_WHAT YOU SHOULD DO_
Records follow. Copy every line with "fulfillment".
- - - - - - -
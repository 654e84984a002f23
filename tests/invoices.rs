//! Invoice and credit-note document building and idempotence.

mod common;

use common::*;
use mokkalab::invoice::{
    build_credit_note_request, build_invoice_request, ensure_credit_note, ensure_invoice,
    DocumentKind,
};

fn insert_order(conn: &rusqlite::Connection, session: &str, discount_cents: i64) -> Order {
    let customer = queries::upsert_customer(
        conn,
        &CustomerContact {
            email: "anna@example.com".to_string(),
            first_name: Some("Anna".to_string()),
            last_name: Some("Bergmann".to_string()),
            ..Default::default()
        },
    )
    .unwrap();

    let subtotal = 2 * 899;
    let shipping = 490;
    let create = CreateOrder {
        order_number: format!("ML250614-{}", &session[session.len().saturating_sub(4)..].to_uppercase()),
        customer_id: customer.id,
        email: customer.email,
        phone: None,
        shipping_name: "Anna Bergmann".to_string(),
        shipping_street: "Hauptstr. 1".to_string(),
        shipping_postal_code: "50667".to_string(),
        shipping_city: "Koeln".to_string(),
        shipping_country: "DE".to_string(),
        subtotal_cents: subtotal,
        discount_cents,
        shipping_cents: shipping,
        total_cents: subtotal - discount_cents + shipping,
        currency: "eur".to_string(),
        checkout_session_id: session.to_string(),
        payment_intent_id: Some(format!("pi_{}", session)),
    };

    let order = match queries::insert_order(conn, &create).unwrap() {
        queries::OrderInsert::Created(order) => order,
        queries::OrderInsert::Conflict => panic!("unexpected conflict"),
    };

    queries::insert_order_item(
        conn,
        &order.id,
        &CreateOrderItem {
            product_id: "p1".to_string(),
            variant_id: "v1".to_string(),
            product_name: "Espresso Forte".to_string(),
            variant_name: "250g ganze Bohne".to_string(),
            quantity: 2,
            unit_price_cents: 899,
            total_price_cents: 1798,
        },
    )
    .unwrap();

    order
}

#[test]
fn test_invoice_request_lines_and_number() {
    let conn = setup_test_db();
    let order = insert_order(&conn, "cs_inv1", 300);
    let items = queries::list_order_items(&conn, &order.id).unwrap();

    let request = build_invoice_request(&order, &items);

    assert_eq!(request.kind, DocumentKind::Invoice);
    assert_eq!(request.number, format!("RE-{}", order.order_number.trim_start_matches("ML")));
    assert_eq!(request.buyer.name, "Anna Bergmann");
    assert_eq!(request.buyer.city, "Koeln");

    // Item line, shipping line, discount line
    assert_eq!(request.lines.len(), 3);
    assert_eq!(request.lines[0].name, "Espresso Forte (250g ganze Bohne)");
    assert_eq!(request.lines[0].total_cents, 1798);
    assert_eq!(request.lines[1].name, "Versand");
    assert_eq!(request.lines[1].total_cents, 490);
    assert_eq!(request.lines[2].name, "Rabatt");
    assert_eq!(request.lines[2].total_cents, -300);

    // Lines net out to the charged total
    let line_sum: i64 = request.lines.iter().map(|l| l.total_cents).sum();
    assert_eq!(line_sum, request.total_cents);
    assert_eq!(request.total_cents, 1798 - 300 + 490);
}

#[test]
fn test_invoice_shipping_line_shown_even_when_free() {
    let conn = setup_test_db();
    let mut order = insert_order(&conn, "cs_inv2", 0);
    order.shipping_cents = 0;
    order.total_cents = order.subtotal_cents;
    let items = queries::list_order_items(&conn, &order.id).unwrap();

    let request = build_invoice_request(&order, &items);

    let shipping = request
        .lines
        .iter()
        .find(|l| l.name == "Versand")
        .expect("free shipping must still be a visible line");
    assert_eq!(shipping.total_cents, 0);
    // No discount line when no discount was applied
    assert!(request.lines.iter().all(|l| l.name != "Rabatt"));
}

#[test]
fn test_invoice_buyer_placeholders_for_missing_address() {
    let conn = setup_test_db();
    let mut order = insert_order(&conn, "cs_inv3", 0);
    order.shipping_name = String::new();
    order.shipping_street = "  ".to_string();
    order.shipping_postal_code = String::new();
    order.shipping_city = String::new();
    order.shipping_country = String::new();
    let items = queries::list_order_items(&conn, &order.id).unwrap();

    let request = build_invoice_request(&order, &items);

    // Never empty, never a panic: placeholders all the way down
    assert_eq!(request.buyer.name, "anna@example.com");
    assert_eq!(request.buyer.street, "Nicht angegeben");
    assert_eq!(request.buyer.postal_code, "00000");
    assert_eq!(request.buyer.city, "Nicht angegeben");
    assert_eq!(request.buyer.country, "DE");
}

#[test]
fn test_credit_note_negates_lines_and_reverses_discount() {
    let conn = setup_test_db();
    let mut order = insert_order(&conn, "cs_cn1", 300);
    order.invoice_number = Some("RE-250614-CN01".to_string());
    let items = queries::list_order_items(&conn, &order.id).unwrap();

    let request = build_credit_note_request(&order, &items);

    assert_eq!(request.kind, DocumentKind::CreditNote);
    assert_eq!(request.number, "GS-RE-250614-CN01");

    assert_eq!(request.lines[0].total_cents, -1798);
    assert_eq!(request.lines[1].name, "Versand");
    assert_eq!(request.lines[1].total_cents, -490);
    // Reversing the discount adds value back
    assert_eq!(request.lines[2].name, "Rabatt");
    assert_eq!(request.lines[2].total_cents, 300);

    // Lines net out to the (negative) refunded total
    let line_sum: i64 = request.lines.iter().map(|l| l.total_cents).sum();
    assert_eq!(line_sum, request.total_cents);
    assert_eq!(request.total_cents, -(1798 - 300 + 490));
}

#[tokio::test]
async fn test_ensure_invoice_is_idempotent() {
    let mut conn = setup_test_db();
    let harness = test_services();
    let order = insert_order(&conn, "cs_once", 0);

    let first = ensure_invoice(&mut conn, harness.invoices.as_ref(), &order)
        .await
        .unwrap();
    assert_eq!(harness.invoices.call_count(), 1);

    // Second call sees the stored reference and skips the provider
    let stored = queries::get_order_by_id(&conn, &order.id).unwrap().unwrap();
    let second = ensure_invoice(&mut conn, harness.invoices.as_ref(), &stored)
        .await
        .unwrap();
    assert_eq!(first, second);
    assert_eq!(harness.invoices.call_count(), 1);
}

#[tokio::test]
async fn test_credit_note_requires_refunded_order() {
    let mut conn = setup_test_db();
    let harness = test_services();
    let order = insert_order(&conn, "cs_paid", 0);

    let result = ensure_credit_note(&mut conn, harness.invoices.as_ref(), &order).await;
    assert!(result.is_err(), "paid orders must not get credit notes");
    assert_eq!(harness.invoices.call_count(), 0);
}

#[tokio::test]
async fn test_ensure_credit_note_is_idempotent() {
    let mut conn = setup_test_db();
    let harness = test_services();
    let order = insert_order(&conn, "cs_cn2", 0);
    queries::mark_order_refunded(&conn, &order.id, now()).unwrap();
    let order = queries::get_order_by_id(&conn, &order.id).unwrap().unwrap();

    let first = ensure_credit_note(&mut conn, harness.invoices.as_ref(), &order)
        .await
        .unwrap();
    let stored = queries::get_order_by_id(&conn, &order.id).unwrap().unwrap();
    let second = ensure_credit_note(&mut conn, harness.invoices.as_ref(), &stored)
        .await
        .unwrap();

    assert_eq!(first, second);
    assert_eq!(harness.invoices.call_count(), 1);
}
- - - - - - -
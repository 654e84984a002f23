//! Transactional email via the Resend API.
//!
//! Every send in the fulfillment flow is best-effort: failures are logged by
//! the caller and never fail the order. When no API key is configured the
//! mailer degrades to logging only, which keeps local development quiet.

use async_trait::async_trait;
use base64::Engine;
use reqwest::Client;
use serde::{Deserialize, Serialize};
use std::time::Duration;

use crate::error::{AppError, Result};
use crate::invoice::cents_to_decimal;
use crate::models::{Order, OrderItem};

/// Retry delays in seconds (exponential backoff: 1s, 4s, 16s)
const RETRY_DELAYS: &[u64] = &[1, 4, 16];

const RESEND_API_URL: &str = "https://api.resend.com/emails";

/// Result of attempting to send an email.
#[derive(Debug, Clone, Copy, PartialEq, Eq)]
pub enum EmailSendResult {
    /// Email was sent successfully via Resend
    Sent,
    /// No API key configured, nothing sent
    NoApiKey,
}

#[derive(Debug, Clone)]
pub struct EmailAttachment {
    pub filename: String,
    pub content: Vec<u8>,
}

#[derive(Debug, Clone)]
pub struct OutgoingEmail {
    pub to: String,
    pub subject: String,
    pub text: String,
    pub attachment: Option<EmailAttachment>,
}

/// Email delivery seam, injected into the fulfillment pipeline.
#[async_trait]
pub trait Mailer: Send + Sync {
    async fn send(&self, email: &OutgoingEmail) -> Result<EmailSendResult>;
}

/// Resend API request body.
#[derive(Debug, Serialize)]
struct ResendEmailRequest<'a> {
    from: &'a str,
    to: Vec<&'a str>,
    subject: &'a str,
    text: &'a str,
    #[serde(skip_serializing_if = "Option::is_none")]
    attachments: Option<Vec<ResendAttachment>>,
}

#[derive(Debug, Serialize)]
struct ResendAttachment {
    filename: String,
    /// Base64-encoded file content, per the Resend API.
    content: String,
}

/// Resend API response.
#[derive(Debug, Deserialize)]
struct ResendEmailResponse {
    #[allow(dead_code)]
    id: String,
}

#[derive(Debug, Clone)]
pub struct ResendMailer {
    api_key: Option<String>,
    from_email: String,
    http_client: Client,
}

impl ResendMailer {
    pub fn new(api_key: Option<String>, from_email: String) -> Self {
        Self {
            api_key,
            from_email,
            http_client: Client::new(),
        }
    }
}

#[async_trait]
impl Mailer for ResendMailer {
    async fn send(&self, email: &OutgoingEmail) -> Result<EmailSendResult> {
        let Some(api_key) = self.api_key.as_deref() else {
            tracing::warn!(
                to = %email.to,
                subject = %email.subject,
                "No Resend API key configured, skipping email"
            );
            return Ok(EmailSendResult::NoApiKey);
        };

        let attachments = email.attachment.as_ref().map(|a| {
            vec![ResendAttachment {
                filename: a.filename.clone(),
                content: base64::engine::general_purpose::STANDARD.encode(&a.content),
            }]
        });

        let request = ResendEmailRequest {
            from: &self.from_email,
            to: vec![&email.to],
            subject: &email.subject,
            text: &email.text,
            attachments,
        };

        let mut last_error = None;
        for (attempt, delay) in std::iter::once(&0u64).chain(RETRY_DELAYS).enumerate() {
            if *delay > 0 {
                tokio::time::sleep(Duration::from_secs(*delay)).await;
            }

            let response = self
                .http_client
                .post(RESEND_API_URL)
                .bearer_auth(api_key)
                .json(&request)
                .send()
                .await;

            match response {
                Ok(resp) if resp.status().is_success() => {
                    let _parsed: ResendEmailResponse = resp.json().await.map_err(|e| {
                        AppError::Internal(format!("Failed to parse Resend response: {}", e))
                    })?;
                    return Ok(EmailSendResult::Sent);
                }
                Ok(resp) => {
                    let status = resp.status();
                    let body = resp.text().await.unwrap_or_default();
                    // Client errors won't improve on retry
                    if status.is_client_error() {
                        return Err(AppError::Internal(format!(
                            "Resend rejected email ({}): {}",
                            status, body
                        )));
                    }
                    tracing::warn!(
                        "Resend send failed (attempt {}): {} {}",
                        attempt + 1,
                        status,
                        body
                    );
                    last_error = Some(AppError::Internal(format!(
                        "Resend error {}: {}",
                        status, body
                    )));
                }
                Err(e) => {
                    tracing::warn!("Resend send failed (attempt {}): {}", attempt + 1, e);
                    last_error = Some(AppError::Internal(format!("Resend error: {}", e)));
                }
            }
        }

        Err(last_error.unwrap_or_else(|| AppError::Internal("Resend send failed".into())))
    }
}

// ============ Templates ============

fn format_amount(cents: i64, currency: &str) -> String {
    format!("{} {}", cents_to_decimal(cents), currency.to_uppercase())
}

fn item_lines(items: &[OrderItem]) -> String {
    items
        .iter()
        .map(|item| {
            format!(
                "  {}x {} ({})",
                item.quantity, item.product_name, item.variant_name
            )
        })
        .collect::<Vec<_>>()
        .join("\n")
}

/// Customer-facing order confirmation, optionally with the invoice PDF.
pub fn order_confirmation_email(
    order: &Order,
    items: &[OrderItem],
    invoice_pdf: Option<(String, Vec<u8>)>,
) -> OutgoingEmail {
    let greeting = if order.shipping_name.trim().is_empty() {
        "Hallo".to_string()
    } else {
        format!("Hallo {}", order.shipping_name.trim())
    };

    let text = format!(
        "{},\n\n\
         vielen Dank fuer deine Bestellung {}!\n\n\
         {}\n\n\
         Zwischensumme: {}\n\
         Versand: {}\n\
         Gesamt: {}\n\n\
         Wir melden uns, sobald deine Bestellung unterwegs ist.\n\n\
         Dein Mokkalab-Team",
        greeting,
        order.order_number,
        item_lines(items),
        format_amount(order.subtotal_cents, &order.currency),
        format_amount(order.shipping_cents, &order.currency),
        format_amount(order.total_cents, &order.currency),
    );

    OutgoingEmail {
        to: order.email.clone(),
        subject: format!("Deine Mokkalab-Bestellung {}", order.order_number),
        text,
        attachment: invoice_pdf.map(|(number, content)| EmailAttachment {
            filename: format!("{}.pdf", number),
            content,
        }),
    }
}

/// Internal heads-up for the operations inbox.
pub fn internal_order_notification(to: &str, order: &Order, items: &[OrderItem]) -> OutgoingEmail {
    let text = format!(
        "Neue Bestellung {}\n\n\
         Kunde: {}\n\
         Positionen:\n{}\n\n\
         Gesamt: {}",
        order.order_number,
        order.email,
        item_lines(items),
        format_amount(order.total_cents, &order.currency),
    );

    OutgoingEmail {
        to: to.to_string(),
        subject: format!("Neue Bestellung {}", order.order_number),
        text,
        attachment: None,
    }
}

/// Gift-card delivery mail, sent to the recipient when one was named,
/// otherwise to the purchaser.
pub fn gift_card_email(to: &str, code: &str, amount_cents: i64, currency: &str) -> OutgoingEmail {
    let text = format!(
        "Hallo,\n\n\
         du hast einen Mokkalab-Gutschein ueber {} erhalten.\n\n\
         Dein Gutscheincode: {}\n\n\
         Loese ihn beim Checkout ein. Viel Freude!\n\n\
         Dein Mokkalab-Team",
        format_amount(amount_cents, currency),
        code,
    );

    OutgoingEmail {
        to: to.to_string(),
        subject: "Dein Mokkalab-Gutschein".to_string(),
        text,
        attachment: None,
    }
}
- - - - - - -
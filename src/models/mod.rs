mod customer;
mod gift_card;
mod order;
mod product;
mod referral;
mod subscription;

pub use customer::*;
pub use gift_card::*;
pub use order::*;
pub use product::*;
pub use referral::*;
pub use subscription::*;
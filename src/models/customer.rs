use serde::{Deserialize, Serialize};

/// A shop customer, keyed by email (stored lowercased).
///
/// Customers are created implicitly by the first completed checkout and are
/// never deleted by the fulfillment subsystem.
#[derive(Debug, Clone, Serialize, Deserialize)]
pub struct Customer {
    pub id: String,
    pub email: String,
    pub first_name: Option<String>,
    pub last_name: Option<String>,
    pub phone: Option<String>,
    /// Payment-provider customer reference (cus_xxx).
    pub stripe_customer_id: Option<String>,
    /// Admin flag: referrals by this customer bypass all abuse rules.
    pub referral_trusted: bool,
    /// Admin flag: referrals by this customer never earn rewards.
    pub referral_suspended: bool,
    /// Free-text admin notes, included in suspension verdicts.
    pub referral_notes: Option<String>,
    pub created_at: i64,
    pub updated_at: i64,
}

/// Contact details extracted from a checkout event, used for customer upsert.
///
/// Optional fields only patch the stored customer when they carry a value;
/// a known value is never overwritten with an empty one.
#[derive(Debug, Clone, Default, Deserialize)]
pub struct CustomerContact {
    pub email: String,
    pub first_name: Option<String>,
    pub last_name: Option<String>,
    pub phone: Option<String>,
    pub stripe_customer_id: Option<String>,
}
- - - - - - -
_PROBLEM SOLUTION_
//! Every send in the fulfillment flow is best-effort: failures are logged by
/// Email delivery seam, injected into the fulfillment pipeline.
/// never deleted by the fulfillment subsystem.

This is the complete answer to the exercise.